SIGHTINGS



Acting Out Online...
No Accountability
By Stephanie Izarek
http://foxnews.com/scitech/082399/behavior.sml
8-25-99

 

 
NEW YORK - When meeting people for the first time, it's best to follow the old adage, "Be yourself." Unless you're on the Internet, where you can be anybody, say anything and wear nothing.
 
Wide-ranging use of e-mail, instant messaging, live chat and other Internet-based technologies have fostered a sense of community regardless of actual location " making it relatively cheap and easy for a stranger in midtown Manhattan to find her soulmate in Madagascar.
 
But can all this solitary keyboard-tapping really be good for anyone?
 
Researchers studying the Internet's impact on human behavior think that if we don't stop to consider the mental health implications of this medium soon, we're heading for trouble.
 
"We create technology, drop it into our lives, and leave it alone. We ignore the consequences until it's too late.

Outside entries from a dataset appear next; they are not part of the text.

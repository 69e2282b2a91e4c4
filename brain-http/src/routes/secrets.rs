//! CRUD for `secrets` (SPEC_FULL.md §4.10).
//!
//! Secrets are returned masked and can never be read in full over HTTP;
//! only [`brain_store::Store::get_secret_encrypted`] sees ciphertext, and
//! that method is not reachable from this crate's routes.

use axum::extract::{Path, State};
use axum::Json;
use brain_store::MaskedSecret;
use serde::Deserialize;

use crate::error::ApiError;
use crate::state::AppState;

#[derive(Debug, Deserialize)]
pub struct PutSecret {
    value: String,
}

pub async fn get(
    State(state): State<AppState>,
    Path(key): Path<String>,
) -> Result<Json<MaskedSecret>, ApiError> {
    let encrypted = state
        .store()
        .get_secret_encrypted(&key)
        .await?
        .ok_or_else(|| ApiError::NotFound(key.clone()))?;
    let decrypted = state.decrypt_secret(&encrypted)?;
    state
        .store()
        .get_secret_masked(&key, &decrypted)
        .await?
        .map(Json)
        .ok_or_else(|| ApiError::NotFound(key))
}

/// `PUT /secrets/:key` — replaces by key.
pub async fn put(
    State(state): State<AppState>,
    Path(key): Path<String>,
    Json(req): Json<PutSecret>,
) -> Result<(), ApiError> {
    if req.value.is_empty() {
        return Err(ApiError::Validation("secret value must not be empty".into()));
    }
    let encrypted = state.encrypt_secret(&req.value)?;
    state.store().put_secret(&key, &encrypted).await?;
    Ok(())
}

pub async fn delete(
    State(state): State<AppState>,
    Path(key): Path<String>,
) -> Result<(), ApiError> {
    if state.store().delete_secret(&key).await? {
        Ok(())
    } else {
        Err(ApiError::NotFound(key))
    }
}

/// `POST /secrets/restart` — rolling restart of downstream workloads.
///
/// Scope: the Brain's secrets are consumed by worker and task-pod
/// processes over environment injection at spawn time, not live-reloaded
/// (SPEC_FULL.md §3 Non-goals rule out a hot secrets-reload path for the
/// agent loop itself). This route only needs to make those processes pick
/// up a new secret on their next spawn, which is already true — so it
/// acknowledges the request without any workload-specific restart logic
/// this crate has no handle on.
pub async fn restart(State(_state): State<AppState>) -> Result<(), ApiError> {
    tracing::info!("secrets restart requested; downstream workers pick up new secrets on next spawn");
    Ok(())
}
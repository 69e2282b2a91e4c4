//! Per-job-type execution (SPEC_FULL.md §2, §4.5).

mod agent;
mod command;
mod http;

use std::sync::Arc;

use brain_proto::bus::{JobDispatch, JobType};
use brain_proto::{StateStore, Turn};

use crate::error::ExecError;

pub async fn dispatch(
    job: &JobDispatch,
    turn: &Arc<dyn Turn>,
    state_store: &Arc<dyn StateStore>,
    command_workdir: &std::path::Path,
) -> Result<serde_json::Value, ExecError> {
    match job.job_type {
        JobType::Command => command::run(job.command.as_deref(), job.vars.as_ref(), command_workdir).await,
        JobType::Http => {
            http::run(
                job.url.as_deref(),
                job.method.as_deref(),
                job.headers.as_ref(),
                job.vars.as_ref(),
            )
            .await
        }
        JobType::Agent => agent::run(turn, state_store, job.job.as_ref(), job.source.as_deref()).await,
    }
}
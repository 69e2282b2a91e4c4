//! CRUD for `conversations` (SPEC_FULL.md §4.10).

use axum::extract::{Path, State};
use axum::Json;
use brain_store::Conversation;
use serde::Deserialize;

use crate::error::ApiError;
use crate::state::AppState;

#[derive(Debug, Deserialize)]
pub struct CreateConversation {
    title: Option<String>,
}

pub async fn list(State(state): State<AppState>) -> Result<Json<Vec<Conversation>>, ApiError> {
    Ok(Json(state.store().list_conversations().await?))
}

pub async fn create(
    State(state): State<AppState>,
    Json(req): Json<CreateConversation>,
) -> Result<Json<Conversation>, ApiError> {
    Ok(Json(state.store().create_conversation(req.title).await?))
}

pub async fn get(
    State(state): State<AppState>,
    Path(id): Path<String>,
) -> Result<Json<Conversation>, ApiError> {
    state
        .store()
        .get_conversation(&id)
        .await?
        .map(Json)
        .ok_or(ApiError::NotFound(id))
}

It happened with TV, and now with the Net," says Dr. Kimberley Young, a clinical psychologist who studies Internet addiction and author of Caught in the Net.
 
"Sitting behind a monitor is a private experience in which you remain seemingly undetected...like being drunk at a party with no repercussions."
 
"The difference is that the Internet has changed our social behavior, and our idea of what is socially appropriate, particularly in our use of email and online chat. Regardless of real-world personalities, in cyberspace a meek person can be aggressive, a sexually repressed person can be very sexual, and anyone can be a voyeur."
 
According to Young, the real issue is anonymity. You can be blunt, rude, or even aggressive with little consequence. "Sitting behind a monitor is a private experience in which you remain seemingly undetected," says Young. "When you have those variables, it's like being drunk at a party with no repercussions."
 
Steve Jones, head of Communications at the University of Illinois, Chicago, and author of Internet for Educators and Homeschoolers (ETC, Sept. 1999), said the Internet's influence is mostly positive.
 
"It's given us an alternative form of communication that's been great for seniors, students, and others who never felt a sense of belonging in society. We now have a textual conversation " a form of written conversation that didn't exist before," says Jones.
 
The irony is that while the technology has allowed for self-expression and the exchange of ideas, it has also lead to further alienation for those who use the Net in place of real social interaction. "We don't call it media for nothing. The Internet mediates," says Jones.
 
Because communicating with others online is so easy, the Internet can breed a false sense of socialization.
 
"Email and shopping online are not social activities," says Clifford Nass, professor of communications at Stanford University and the author of The Media Equation: How People Treat Computers, TV, and Media Like Real People.
 
"People who feel awkward and don't have rich relationships like it. But using this stuff too much over time only leads to more loneliness," says Nass.
 
"Reliance on technology to fulfill our needs is dangerous," says Young. "If you're spending your entire time at home online, then you're forgoing real relationships with real people. You're separating people rather than bringing them together."
 
Let Your Fingers Do the Shopping
 
"People who feel awkward and don't have rich relationships like it. But using this stuff too much over time only leads to more loneliness."
 
E-commerce is further enabling folks to use the Internet as a replacement for genuine human contact, and it has the double whammy of making people feel like they aren't really spending money. Everything from clothes and furniture to groceries is available at the click of a button. You never have to leave the house, or see your cash disappear in a transaction.
 
Online auction sites such as eBay are particularly dangerous for compulsive shoppers.
 
There are eBay junkies waking up at all hours just to be the last bidder, says Young. "It differs from QVC, though, in that you are competing. I call it the ACE model, for accessibility, convenience and excitement." People feel they're winning, not shopping, and they feel triumphant at the moment of purchase no matter the item.
 
Jones argues that e-commerce is not all that different from retail sales. "Impulse buying occurs anywhere, whether by click or location. In some senses the Web is identical to the mall."
 
<http://foxnews.com/scitech/082399/behavior_quiz.sml
 
Taking a cue from children may help. Dr. Allison Druin, assistant professor at University of Maryland's College of Education and the Institute for Human-Computer Interaction, has found that kids make working with PCs into true social experience.
 
"If you have five computers for five kids, you'll find them all five clumped around one computer. They want shoulder-to-shoulder collaboration, not an individual experience," says Druin.
 
"Clearly, there are benefits to the Internet," says Young. "But we've neglected to talk about the negative. This is not a benign tool, and you need to monitor your own and your family's usage."